Selecting the correct experimental design for edgeR differential expression analysis
1
0
Entering edit mode
4 months ago

Hi all,

I have some bulk RNA-Seq data obtained from exposing cells from a cell line to 5 different treatments (A, B, C, D and E), along with a medium-only control. This experiment was repeated 5 times (on different passages of the cells, with 1 experiment per week). I am interested in generated lists of DEGs for each treatment vs control (i.e. A vs Ctrl, B vs Ctrl etc...).

I have generated said lists of DEGs using various different experimental designs described in the edgeR Users Guide:

1. Grouped - where design = model.matrix(~0+Treatment)
2. Paired - where design = model.matrix(~Replicate+Treatment)
3. Paired (with blocking) - where design also = model.matrix(~Replicate+Treatment)

Where Treatment is either Ctrl, A, B, C, D, or E and Replicate is a number 1-5.

I find that the paired design is much more stringent than the paired design with blocking (~half the number of DEGs). Could somebody please suggest which is most suitable for my use case?

Blocking RNA-Seq Paired edgeR Design Experimental • 567 views
1
Entering edit mode

I don't know what you mean by "blocking". edgeR has no blocking mechanism other than putting the Replicate variable into the design matrix, so what you mean by option 3 is unclear. How does option 3 differ from 2?

0
Entering edit mode

Apologies - I followed section 3.4.2 in the edgeR user guide here; this allowed me to select the pairwise comparisons of interest using the coef function.

Option 2 I followed section 3.4.1 of the user guide, only inputting a single pairwise comparison at a time (as in I import data for treatment A and control, for example.

1
Entering edit mode

Sections 3.4.1 and 3.4.2 of the User's Guide are identical in your case where your blocking variable as 5 levels. There is no difference between the approach taken in the two sections.

Are you saying that you have actually made 5 different subsets of the data, and in option 2 you are running edgeR on 5 different subsets, each with only one treatment in the dataset? We don't recommend subsetting datasets.

0
Entering edit mode

Yes - I made 5 subsets. That would explain the difference in results. Thanks for your help, Gordon!

1
Entering edit mode
4 months ago
Gordon Smyth ★ 4.4k

edgeR is designed to analyse complete datasets as a whole, using all the information available. For your experimental design, the recommended approach is model.matrix(~Replicate+Treatment) as in Section 3.4.2 of the edgeR User's Guide (your option 3). You could also use model.matrix(~0+Treatment+Replicate), which is statistically the same but allows you to form contrasts between the treatments same as in your option 1.

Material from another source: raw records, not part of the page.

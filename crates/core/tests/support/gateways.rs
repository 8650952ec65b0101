//! Recording fakes for the account ports
//!
//! Every gateway call is appended to a shared `CallLog` so tests can assert
//! the exact order of remote calls made by one orchestration.

#![allow(dead_code)]

use std::collections::HashMap;
use std::sync::Arc;

use accountdesk_core::{
    AccountService, AuthGateway, KeyValueStore, LocalFormCache, Notifier, ObjectStoreGateway,
    RecordStoreGateway,
};
use accountdesk_domain::constants::FORM_CACHE_KEY;
use accountdesk_domain::{
    AccountRef, AuthError, DataError, FormInput, Gender, Notice, PhotoFile, ProfileRow,
    Result as DomainResult, RowRef, Session, SessionUser, StoreError,
};
use async_trait::async_trait;
use parking_lot::Mutex;

pub const PHOTO_URL_BASE: &str = "https://demo.example.co/storage/v1/object/public/Files/";

/// One remote call observed by a fake gateway.
#[derive(Debug, Clone, PartialEq)]
pub enum GatewayCall {
    SignUp { email: String },
    SignIn { email: String },
    UpdatePassword,
    SignOut,
    Upload { name: String },
    Insert(ProfileRow),
    UpdateByEmail { email: String, row: ProfileRow },
    SelectByEmail { email: String },
}

#[derive(Clone, Default)]
pub struct CallLog(Arc<Mutex<Vec<GatewayCall>>>);

impl CallLog {
    pub fn push(&self, call: GatewayCall) {
        self.0.lock().push(call);
    }

    pub fn calls(&self) -> Vec<GatewayCall> {
        self.0.lock().clone()
    }

    pub fn names(&self) -> Vec<&'static str> {
        self.calls()
            .iter()
            .map(|call| match call {
                GatewayCall::SignUp { .. } => "sign_up",
                GatewayCall::SignIn { .. } => "sign_in",
                GatewayCall::UpdatePassword => "update_password",
                GatewayCall::SignOut => "sign_out",
                GatewayCall::Upload { .. } => "upload",
                GatewayCall::Insert(_) => "insert",
                GatewayCall::UpdateByEmail { .. } => "update_by_email",
                GatewayCall::SelectByEmail { .. } => "select_by_email",
            })
            .collect()
    }
}

/// Identity service fake. Failures are injected per operation.
#[derive(Default)]
pub struct FakeAuth {
    log: CallLog,
    pub sign_up_error: Mutex<Option<AuthError>>,
    pub sign_in_error: Mutex<Option<AuthError>>,
    pub update_password_error: Mutex<Option<AuthError>>,
    pub sign_out_error: Mutex<Option<AuthError>>,
    pub session: Mutex<Option<Session>>,
}

#[async_trait]
impl AuthGateway for FakeAuth {
    async fn sign_up(&self, email: &str, _password: &str) -> Result<AccountRef, AuthError> {
        self.log.push(GatewayCall::SignUp { email: email.to_string() });
        if let Some(err) = self.sign_up_error.lock().clone() {
            return Err(err);
        }
        Ok(AccountRef { user_id: "user-1".into(), email: Some(email.to_string()), session: None })
    }

    async fn sign_in(&self, email: &str, _password: &str) -> Result<Session, AuthError> {
        self.log.push(GatewayCall::SignIn { email: email.to_string() });
        if let Some(err) = self.sign_in_error.lock().clone() {
            return Err(err);
        }
        let session = session_for(email);
        *self.session.lock() = Some(session.clone());
        Ok(session)
    }

    async fn update_password(&self, _new_password: &str) -> Result<(), AuthError> {
        self.log.push(GatewayCall::UpdatePassword);
        match self.update_password_error.lock().clone() {
            Some(err) => Err(err),
            None => Ok(()),
        }
    }

    async fn current_session(&self) -> Option<Session> {
        self.session.lock().clone()
    }

    async fn sign_out(&self) -> Result<(), AuthError> {
        self.log.push(GatewayCall::SignOut);
        if let Some(err) = self.sign_out_error.lock().clone() {
            return Err(err);
        }
        *self.session.lock() = None;
        Ok(())
    }
}

#[derive(Default)]
pub struct FakeObjectStore {
    log: CallLog,
    pub error: Mutex<Option<StoreError>>,
}

#[async_trait]
impl ObjectStoreGateway for FakeObjectStore {
    async fn upload(&self, photo: &PhotoFile) -> Result<String, StoreError> {
        self.log.push(GatewayCall::Upload { name: photo.name.clone() });
        if let Some(err) = self.error.lock().clone() {
            return Err(err);
        }
        Ok(format!("{}1716000000000", photo.name))
    }
}

/// Table fake keyed by email, enforcing one row per email like the remote.
#[derive(Default)]
pub struct FakeRecordStore {
    log: CallLog,
    pub rows: Mutex<HashMap<String, ProfileRow>>,
    pub insert_error: Mutex<Option<DataError>>,
    pub update_error: Mutex<Option<DataError>>,
    pub select_error: Mutex<Option<DataError>>,
}

#[async_trait]
impl RecordStoreGateway for FakeRecordStore {
    async fn insert(&self, profile: &ProfileRow) -> Result<RowRef, DataError> {
        self.log.push(GatewayCall::Insert(profile.clone()));
        if let Some(err) = self.insert_error.lock().clone() {
            return Err(err);
        }
        let mut rows = self.rows.lock();
        if rows.contains_key(&profile.email) {
            return Err(DataError::Rejected {
                status: 409,
                message: "duplicate key value violates unique constraint".into(),
            });
        }
        let id = rows.len() as i64 + 1;
        rows.insert(profile.email.clone(), ProfileRow { id: Some(id), ..profile.clone() });
        Ok(RowRef { id: Some(id) })
    }

    async fn update_by_email(&self, email: &str, profile: &ProfileRow) -> Result<RowRef, DataError> {
        self.log.push(GatewayCall::UpdateByEmail { email: email.to_string(), row: profile.clone() });
        if let Some(err) = self.update_error.lock().clone() {
            return Err(err);
        }
        let mut rows = self.rows.lock();
        let existing = rows.get_mut(email).ok_or_else(|| DataError::NotFound(email.to_string()))?;
        let photo_url = profile.photo_url.clone().or_else(|| existing.photo_url.clone());
        *existing = ProfileRow { id: existing.id, photo_url, ..profile.clone() };
        Ok(RowRef { id: existing.id })
    }

    async fn select_by_email(&self, email: &str) -> Result<Option<ProfileRow>, DataError> {
        self.log.push(GatewayCall::SelectByEmail { email: email.to_string() });
        if let Some(err) = self.select_error.lock().clone() {
            return Err(err);
        }
        Ok(self.rows.lock().get(email).cloned())
    }
}

/// In-memory stand-in for device storage.
#[derive(Default)]
pub struct MemoryStore {
    entries: Mutex<HashMap<String, String>>,
}

impl MemoryStore {
    pub fn raw(&self, key: &str) -> Option<String> {
        self.entries.lock().get(key).cloned()
    }
}

impl KeyValueStore for MemoryStore {
    fn get(&self, key: &str) -> DomainResult<Option<String>> {
        Ok(self.entries.lock().get(key).cloned())
    }

    fn set(&self, key: &str, value: &str) -> DomainResult<()> {
        self.entries.lock().insert(key.to_string(), value.to_string());
        Ok(())
    }

    fn remove(&self, key: &str) -> DomainResult<()> {
        self.entries.lock().remove(key);
        Ok(())
    }
}

#[derive(Default)]
pub struct RecordingNotifier {
    notices: Mutex<Vec<Notice>>,
}

impl RecordingNotifier {
    pub fn notices(&self) -> Vec<Notice> {
        self.notices.lock().clone()
    }
}

impl Notifier for RecordingNotifier {
    fn notify(&self, notice: Notice) {
        self.notices.lock().push(notice);
    }
}

/// All fakes plus the service under test, sharing one call log.
pub struct Harness {
    pub log: CallLog,
    pub auth: Arc<FakeAuth>,
    pub objects: Arc<FakeObjectStore>,
    pub records: Arc<FakeRecordStore>,
    pub store: Arc<MemoryStore>,
    pub notifier: Arc<RecordingNotifier>,
    pub service: AccountService,
}

impl Harness {
    pub fn new() -> Self {
        let log = CallLog::default();
        let auth = Arc::new(FakeAuth { log: log.clone(), ..Default::default() });
        let objects = Arc::new(FakeObjectStore { log: log.clone(), ..Default::default() });
        let records = Arc::new(FakeRecordStore { log: log.clone(), ..Default::default() });
        let store = Arc::new(MemoryStore::default());
        let notifier = Arc::new(RecordingNotifier::default());

        let service = AccountService::new(
            auth.clone(),
            objects.clone(),
            records.clone(),
            LocalFormCache::new(store.clone()),
            notifier.clone(),
            PHOTO_URL_BASE,
        );

        Self { log, auth, objects, records, store, notifier, service }
    }

    /// Raw JSON stored under the form cache key.
    pub fn cached_json(&self) -> Option<serde_json::Value> {
        self.store.raw(FORM_CACHE_KEY).and_then(|raw| serde_json::from_str(&raw).ok())
    }

    /// Seed a stored profile row without recording a call.
    pub fn seed_row(&self, row: ProfileRow) {
        self.records.rows.lock().insert(row.email.clone(), row);
    }
}

pub fn session_for(email: &str) -> Session {
    Session {
        access_token: "access-token".into(),
        refresh_token: None,
        expires_at: None,
        user: SessionUser { id: "user-1".into(), email: Some(email.to_string()) },
    }
}

pub fn sample_input() -> FormInput {
    FormInput {
        username: "bob".into(),
        email: "a@b.com".into(),
        address: "221B Baker Street".into(),
        phone: "+441234567890".into(),
        password: "longenough1".into(),
        gender: Gender::Male,
        date_of_birth: "2000-01-31".into(),
        year_of_study: "2021".into(),
        expertise_tags: "go,rust".into(),
        accepted_terms: true,
        photo: Some(PhotoFile::new("me.png", "image/png", vec![0x89, 0x50, 0x4e, 0x47])),
    }
}

pub fn stored_row(email: &str) -> ProfileRow {
    let mut row = sample_input().to_profile_row(Some(format!("{PHOTO_URL_BASE}old.png"))).unwrap();
    row.email = email.to_string();
    row.id = Some(7);
    row
}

Option 1 will generally give less power than option 3 because it fails to adjust for baseline differences between the replicate experiments.

If I am understanding correctly, your option 2 is making subsets of the data with only Ctrl and one treatment in each subset. Option 2 will have less power than option 3 in most cases because it has fewer samples available from which to estimate the variability of the data. We don't recommending subsetting data sets. Analysing all the data together gives a more powerful and less fragmented analysis. It also gives more analysis possibilities, such as the possibility of comparing the treatments to each other (e.g., A to B).

0
Entering edit mode

Thanks a lot! I will go ahead with option 3, and avoid subsetting data for DEG analysis in the future.